Please reply with one number only: how many lines in the entries below contain the string "Unacknowledged".
───── RECORD EXCERPTS ─────
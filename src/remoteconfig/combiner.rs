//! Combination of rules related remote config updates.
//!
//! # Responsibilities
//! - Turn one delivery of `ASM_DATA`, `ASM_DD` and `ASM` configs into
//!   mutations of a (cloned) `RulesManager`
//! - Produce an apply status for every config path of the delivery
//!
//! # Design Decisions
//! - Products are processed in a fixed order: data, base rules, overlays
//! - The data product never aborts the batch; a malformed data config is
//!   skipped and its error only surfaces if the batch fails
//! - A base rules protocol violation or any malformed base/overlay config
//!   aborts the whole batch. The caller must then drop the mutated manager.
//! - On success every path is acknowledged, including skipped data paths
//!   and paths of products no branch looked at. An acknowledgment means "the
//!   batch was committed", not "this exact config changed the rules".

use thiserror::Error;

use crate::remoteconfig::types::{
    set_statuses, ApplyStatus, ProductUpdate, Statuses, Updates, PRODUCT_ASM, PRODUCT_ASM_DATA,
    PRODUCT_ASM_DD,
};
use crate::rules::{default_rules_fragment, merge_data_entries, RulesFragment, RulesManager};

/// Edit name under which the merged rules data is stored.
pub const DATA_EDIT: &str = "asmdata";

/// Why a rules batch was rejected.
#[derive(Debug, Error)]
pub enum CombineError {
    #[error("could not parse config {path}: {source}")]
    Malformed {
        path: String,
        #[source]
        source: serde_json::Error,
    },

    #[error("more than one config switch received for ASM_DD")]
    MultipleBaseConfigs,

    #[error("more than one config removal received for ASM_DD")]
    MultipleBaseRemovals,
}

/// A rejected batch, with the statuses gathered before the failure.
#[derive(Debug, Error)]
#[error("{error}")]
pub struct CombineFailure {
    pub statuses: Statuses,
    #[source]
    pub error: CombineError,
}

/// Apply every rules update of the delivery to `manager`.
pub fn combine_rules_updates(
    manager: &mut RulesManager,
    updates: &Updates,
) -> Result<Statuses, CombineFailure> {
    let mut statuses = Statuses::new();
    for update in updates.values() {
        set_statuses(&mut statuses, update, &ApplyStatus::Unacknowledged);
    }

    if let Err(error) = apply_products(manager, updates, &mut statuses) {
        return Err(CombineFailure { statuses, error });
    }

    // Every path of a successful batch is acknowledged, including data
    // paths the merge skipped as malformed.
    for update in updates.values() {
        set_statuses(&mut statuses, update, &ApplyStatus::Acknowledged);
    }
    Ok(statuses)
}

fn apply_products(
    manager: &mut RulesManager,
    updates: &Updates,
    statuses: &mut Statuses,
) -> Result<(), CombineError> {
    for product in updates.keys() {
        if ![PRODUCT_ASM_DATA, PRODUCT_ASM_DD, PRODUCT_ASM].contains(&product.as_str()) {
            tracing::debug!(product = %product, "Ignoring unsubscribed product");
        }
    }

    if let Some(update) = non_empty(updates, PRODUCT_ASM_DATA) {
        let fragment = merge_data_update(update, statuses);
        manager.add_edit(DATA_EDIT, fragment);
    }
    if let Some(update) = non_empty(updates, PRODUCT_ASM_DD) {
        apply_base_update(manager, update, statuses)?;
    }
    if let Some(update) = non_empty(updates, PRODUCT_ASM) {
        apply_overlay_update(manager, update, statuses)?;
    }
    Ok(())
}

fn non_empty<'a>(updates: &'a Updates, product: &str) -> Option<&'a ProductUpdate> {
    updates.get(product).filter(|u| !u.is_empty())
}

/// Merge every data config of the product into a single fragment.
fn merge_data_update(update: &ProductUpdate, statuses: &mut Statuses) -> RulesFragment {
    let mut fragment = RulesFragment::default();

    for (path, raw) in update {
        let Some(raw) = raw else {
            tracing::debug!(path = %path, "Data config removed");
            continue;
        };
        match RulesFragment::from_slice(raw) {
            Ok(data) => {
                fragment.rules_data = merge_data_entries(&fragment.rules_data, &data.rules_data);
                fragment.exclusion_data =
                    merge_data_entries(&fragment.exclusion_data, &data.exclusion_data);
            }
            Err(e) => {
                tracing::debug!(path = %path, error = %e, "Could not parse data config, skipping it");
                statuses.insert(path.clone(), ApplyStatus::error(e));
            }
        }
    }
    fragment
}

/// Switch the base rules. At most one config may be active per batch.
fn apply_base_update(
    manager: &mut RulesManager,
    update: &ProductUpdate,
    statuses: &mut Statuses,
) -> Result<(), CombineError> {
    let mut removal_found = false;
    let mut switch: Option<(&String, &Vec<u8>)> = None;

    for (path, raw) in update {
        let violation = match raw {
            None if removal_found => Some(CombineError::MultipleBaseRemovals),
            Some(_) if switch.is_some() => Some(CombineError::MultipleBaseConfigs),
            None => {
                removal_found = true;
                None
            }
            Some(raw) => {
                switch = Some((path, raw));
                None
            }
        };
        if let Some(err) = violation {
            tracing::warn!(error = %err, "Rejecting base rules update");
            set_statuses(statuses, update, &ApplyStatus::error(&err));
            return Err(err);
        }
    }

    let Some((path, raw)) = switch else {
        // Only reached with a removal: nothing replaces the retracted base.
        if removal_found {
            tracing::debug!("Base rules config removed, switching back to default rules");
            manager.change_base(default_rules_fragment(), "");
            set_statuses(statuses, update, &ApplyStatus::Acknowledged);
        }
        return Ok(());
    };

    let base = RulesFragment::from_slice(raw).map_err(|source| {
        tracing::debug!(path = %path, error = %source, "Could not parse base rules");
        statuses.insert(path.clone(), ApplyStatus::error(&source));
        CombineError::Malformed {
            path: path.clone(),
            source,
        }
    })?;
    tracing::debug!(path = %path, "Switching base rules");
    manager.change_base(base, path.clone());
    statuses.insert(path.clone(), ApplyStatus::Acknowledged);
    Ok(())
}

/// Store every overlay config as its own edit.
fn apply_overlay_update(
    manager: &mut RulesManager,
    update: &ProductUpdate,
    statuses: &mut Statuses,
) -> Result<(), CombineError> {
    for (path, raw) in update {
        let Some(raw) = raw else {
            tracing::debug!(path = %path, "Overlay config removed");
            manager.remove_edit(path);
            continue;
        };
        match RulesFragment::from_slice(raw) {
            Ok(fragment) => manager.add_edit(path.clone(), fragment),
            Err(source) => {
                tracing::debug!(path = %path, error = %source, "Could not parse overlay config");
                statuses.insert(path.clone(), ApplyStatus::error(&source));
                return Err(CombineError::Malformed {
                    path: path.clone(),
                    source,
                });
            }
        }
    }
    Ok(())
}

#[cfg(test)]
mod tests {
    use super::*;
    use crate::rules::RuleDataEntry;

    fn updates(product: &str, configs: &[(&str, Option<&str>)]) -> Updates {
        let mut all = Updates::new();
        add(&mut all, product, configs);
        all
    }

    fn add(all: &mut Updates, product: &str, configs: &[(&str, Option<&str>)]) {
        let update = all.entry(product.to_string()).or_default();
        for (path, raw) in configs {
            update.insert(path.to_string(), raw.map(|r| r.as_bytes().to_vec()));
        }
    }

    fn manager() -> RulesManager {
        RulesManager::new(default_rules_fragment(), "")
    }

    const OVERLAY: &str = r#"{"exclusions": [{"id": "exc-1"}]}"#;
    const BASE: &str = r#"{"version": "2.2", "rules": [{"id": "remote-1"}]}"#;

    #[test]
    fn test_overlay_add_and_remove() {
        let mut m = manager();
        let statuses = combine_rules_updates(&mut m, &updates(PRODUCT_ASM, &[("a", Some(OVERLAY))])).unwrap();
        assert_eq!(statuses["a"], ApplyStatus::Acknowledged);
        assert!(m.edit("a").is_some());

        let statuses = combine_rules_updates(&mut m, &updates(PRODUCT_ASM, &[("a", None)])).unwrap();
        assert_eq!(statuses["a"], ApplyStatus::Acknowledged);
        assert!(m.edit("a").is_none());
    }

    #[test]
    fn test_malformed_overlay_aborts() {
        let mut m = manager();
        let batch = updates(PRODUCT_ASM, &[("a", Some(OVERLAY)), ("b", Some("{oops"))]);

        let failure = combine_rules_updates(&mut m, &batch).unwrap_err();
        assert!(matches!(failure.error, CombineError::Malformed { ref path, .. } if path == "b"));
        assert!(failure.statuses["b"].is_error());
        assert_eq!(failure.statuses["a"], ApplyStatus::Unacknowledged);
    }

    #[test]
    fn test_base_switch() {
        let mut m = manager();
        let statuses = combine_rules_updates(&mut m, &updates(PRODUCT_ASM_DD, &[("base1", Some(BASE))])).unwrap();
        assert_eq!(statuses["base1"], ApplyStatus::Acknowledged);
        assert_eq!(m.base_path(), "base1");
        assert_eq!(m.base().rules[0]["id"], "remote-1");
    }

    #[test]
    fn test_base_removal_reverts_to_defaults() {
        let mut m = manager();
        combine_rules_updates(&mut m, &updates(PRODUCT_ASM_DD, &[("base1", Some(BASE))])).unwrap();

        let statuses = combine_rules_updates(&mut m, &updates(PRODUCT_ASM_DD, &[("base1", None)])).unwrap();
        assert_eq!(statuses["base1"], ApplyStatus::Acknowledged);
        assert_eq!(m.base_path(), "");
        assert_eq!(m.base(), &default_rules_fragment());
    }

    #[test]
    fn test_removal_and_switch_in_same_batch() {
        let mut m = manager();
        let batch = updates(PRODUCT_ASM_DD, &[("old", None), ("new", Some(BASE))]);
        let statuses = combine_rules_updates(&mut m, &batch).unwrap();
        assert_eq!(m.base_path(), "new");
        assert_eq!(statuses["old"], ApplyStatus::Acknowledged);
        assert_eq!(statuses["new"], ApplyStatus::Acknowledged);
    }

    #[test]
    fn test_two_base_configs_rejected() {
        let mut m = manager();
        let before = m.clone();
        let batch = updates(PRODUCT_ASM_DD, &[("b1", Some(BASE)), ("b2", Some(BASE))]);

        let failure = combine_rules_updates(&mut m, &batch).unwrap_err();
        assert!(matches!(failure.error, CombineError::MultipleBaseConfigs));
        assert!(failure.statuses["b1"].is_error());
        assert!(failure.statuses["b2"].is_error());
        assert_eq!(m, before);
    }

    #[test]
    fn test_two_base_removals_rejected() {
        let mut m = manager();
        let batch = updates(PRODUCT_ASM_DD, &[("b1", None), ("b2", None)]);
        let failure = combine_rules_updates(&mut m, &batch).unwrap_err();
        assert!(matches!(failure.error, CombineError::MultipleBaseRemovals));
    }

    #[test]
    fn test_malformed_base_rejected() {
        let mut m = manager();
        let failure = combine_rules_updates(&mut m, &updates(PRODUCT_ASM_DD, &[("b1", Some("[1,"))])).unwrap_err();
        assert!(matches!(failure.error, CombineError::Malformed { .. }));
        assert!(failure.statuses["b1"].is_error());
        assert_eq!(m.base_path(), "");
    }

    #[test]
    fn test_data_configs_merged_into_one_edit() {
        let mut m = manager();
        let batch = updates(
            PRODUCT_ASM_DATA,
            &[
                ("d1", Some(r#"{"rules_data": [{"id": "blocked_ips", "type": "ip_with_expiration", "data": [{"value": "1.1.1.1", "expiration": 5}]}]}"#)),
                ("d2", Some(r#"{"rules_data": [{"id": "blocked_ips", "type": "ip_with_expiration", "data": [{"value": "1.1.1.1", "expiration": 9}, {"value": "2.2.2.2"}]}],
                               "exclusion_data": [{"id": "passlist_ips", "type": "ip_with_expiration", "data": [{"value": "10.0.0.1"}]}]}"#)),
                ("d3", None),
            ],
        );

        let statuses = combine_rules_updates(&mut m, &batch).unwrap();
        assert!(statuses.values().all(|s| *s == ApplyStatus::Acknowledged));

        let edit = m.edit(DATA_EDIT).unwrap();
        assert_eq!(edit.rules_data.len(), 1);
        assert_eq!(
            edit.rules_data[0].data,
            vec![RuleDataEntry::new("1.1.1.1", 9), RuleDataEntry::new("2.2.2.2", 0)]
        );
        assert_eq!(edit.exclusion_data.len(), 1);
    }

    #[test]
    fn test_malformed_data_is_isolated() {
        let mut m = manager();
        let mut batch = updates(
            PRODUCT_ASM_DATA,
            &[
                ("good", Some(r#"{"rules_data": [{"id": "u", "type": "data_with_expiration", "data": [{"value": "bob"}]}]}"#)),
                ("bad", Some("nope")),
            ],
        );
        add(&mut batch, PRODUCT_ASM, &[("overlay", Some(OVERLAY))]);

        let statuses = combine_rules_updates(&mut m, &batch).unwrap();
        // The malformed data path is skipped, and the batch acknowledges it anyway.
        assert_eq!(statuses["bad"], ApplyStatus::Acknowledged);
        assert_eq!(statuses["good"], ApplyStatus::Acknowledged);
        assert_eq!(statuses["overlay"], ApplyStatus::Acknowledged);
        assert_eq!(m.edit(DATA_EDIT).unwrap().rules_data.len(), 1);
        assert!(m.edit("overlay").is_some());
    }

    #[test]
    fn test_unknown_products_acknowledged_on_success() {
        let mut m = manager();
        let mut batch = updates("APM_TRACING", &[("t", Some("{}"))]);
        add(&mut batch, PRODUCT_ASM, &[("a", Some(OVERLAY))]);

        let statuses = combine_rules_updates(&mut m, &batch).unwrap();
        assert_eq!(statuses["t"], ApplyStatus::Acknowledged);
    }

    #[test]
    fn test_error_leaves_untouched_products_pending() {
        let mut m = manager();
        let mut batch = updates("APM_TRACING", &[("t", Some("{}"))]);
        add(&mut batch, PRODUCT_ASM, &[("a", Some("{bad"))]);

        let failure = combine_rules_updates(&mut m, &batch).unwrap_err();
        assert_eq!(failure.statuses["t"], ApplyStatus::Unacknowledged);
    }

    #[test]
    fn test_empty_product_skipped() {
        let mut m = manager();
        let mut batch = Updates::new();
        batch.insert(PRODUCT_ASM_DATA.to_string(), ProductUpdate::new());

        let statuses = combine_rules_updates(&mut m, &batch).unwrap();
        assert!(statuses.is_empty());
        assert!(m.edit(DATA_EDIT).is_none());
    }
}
─────
# RESPONSE TO THE EXERCISE
3